愛より金を選んだ男爵令嬢は人違いで溺愛される
 空気の入れ替えをすれば少しは良い案が浮かぶかと窓を開け、風を感じる。初めから分かっていたことだが、アイディアなんて降ってくることはない。当然だ。

 暇だな……と天井を見上げてもシミ一つない。
 いっそ昼寝が趣味だったら良かったのに、と考えた所で、優しく扉を叩く音が耳に届いた。


「はい」
「義姉さん、少しいいかな?」

 やって来たのはラウス様の弟さん。

 伺いを立てているようではあるが彼は私が答えるよりも先に入室している上、なぜか壁に手をついて部屋の出口を塞いでいた。

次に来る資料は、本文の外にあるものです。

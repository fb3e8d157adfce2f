//! Vision-language inference providers.
//!
//! A provider turns one (model, prompt, image) triple into completion text.
//! [`FallbackCaller`] walks an ordered model list over a provider until one
//! answer is accepted.
//!
//! # Components
//!
//! - `client`: OpenRouter-compatible chat-completions client.
//! - `fallback`: ordered, stateless model fallback policy.
//! - `models`: wire types for the chat-completions endpoint.

mod client;
mod fallback;
pub mod models;

pub use client::OpenRouterClient;
pub use fallback::{Accepted, FallbackCaller};

use crate::analysis::preprocess::PreparedImage;
use std::future::Future;
use thiserror::Error;

/// One inference call against one model.
#[derive(Clone, Copy)]
pub struct CompletionRequest<'a> {
    pub model: &'a str,
    pub api_key: &'a str,
    pub prompt: &'a str,
    pub image: &'a PreparedImage,
}

/// Capability to obtain a text completion for an image prompt.
pub trait InferenceProvider: Send + Sync {
    fn complete(
        &self,
        request: CompletionRequest<'_>,
    ) -> impl Future<Output = Result<String, ProviderFailure>> + Send;
}

/// Why a single model attempt produced nothing usable.
#[derive(Error, Debug, Clone, PartialEq, Eq)]
pub enum ProviderFailure {
    #[error("rate limited (HTTP {status})")]
    RateLimited { status: u16 },

    #[error("credential rejected (HTTP {status})")]
    Rejected { status: u16 },

    #[error("upstream returned HTTP {status}: {message}")]
    Status { status: u16, message: String },

    #[error("call timed out after {0}s")]
    Timeout(u64),

    #[error("network error: {0}")]
    Network(String),

    #[error("malformed completion: {0}")]
    Malformed(String),

    #[error("completion contained no decodable analysis")]
    Undecodable,
}

/// Coarse class of a [`ProviderFailure`], used for logging and metrics.
#[derive(Debug, Clone, Copy, PartialEq, Eq)]
pub enum FailureKind {
    /// Quota exhausted; skipping is the expected path.
    RateLimited,
    /// Anything else worth a warning.
    Failed,
}

impl ProviderFailure {
    pub fn kind(&self) -> FailureKind {
        match self {
            ProviderFailure::RateLimited { .. } => FailureKind::RateLimited,
            _ => FailureKind::Failed,
        }
    }

    /// Metrics label for this outcome.
    pub fn label(&self) -> &'static str {
        match self {
            ProviderFailure::RateLimited { .. } => "rate_limited",
            ProviderFailure::Rejected { .. } => "rejected",
            ProviderFailure::Status { .. } => "http_error",
            ProviderFailure::Timeout(_) => "timeout",
            ProviderFailure::Network(_) => "network",
            ProviderFailure::Malformed(_) => "malformed",
            ProviderFailure::Undecodable => "undecodable",
        }
    }

    /// Classify a non-success HTTP status.
    pub fn from_status(status: u16, message: String) -> Self {
        match status {
            429 => ProviderFailure::RateLimited { status },
            401 | 403 => ProviderFailure::Rejected { status },
            _ => ProviderFailure::Status { status, message },
        }
    }
}
// Multipart upload storage

use crate::config::UploadConfig;
use crate::error::{AppError, Result};
use axum::extract::multipart::MultipartError;
use axum::extract::Multipart;
use axum::http::StatusCode;
use std::path::{Path, PathBuf};
use tracing::{debug, info};
use uuid::Uuid;

/// Multipart field carrying the menu photo.
pub const IMAGE_FIELD: &str = "image";

/// A menu photo written to the upload directory.
#[derive(Debug, Clone)]
pub struct StoredUpload {
    pub path: PathBuf,
    /// URL path the file is served under.
    pub public_path: String,
}

/// Store the first file sent in the `image` field.
///
/// Returns `Ok(None)` when the form carries no such file.
pub async fn store_image(config: &UploadConfig, mut multipart: Multipart) -> Result<Option<StoredUpload>> {
    while let Some(field) = multipart
        .next_field()
        .await
        .map_err(|e| multipart_error(config, "Failed to read multipart field", e))?
    {
        if field.name() != Some(IMAGE_FIELD) || field.file_name().is_none() {
            debug!("Ignoring multipart field {:?}", field.name());
            continue;
        }

        let content_type = field.content_type().map(str::to_string);
        if let Some(content_type) = &content_type {
            if !content_type.starts_with("image/") {
                return Err(AppError::InvalidRequest(format!(
                    "Only image uploads are allowed, got {}",
                    content_type
                )));
            }
        }
        let extension = extension_for(field.file_name(), content_type.as_deref());

        let data = field
            .bytes()
            .await
            .map_err(|e| multipart_error(config, "Failed to read image", e))?;
        if data.is_empty() {
            return Err(AppError::InvalidRequest("Uploaded image is empty".to_string()));
        }

        let filename = format!("menu-{}.{}", Uuid::new_v4(), extension);
        let path = Path::new(&config.dir).join(&filename);
        tokio::fs::write(&path, &data).await?;

        info!("Stored upload {} ({} bytes)", filename, data.len());
        return Ok(Some(StoredUpload {
            public_path: format!("{}/{}", config.public_path.trim_end_matches('/'), filename),
            path,
        }));
    }

    Ok(None)
}

/// Oversized bodies surface as a multipart read error; report them as a
/// client error naming the limit.
fn multipart_error(config: &UploadConfig, context: &str, error: MultipartError) -> AppError {
    if error.status() == StatusCode::PAYLOAD_TOO_LARGE {
        return AppError::InvalidRequest(format!(
            "Image exceeds the {} byte upload limit",
            config.max_bytes
        ));
    }
    AppError::InvalidRequest(format!("{}: {}", context, error))
}

/// File extension for a stored upload: the client's extension when it looks
/// sane, else one derived from the content type.
fn extension_for(file_name: Option<&str>, content_type: Option<&str>) -> String {
    let from_name = file_name
        .and_then(|name| Path::new(name).extension())
        .and_then(|ext| ext.to_str())
        .map(str::to_ascii_lowercase)
        .filter(|ext| !ext.is_empty() && ext.len() <= 5 && ext.chars().all(|c| c.is_ascii_alphanumeric()));

    if let Some(ext) = from_name {
        return ext;
    }

    match content_type {
        Some("image/jpeg") | Some("image/jpg") => "jpg",
        Some("image/png") => "png",
        Some("image/webp") => "webp",
        Some("image/gif") => "gif",
        Some("image/heic") => "heic",
        _ => "img",
    }
    .to_string()
}
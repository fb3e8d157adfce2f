// Metrics module for Prometheus observability

mod registry;

pub use registry::{
    gather_metrics, ANALYSES_TOTAL, PREPROCESS_DURATION, PROVIDER_ATTEMPTS, PROVIDER_DURATION,
};

/// Helper to record a finished analysis (`ai`, `mock` or `error`)
pub fn record_analysis(source: &str) {
    ANALYSES_TOTAL.with_label_values(&[source]).inc();
}

pub fn record_preprocess(duration_secs: f64) {
    PREPROCESS_DURATION.observe(duration_secs);
}

/// Helper to record one model attempt
pub fn record_provider_attempt(model: &str, outcome: &str, duration_secs: f64) {
    PROVIDER_ATTEMPTS.with_label_values(&[model, outcome]).inc();
    PROVIDER_DURATION
        .with_label_values(&[model])
        .observe(duration_secs);
}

 これでは応じる以外の選択肢を塞がれたようなものだ。

「あ、はい」

 そう返すと弟さんの背中の後ろで何やら動き出す。
 そして彼がドアを開くとラウス様のお母様が嬉しそうな顔を浮かべてこちらを見つめていた。

「サキヌ、だから言ったでしょう? モリアちゃんなら快く開けてくれるって」
「お母様はいつも強引だから」

 どうやら弟さんの腕は私の脱走を防いでいたわけではなく、ラウス様のお母様の侵入を防いでいたらしい。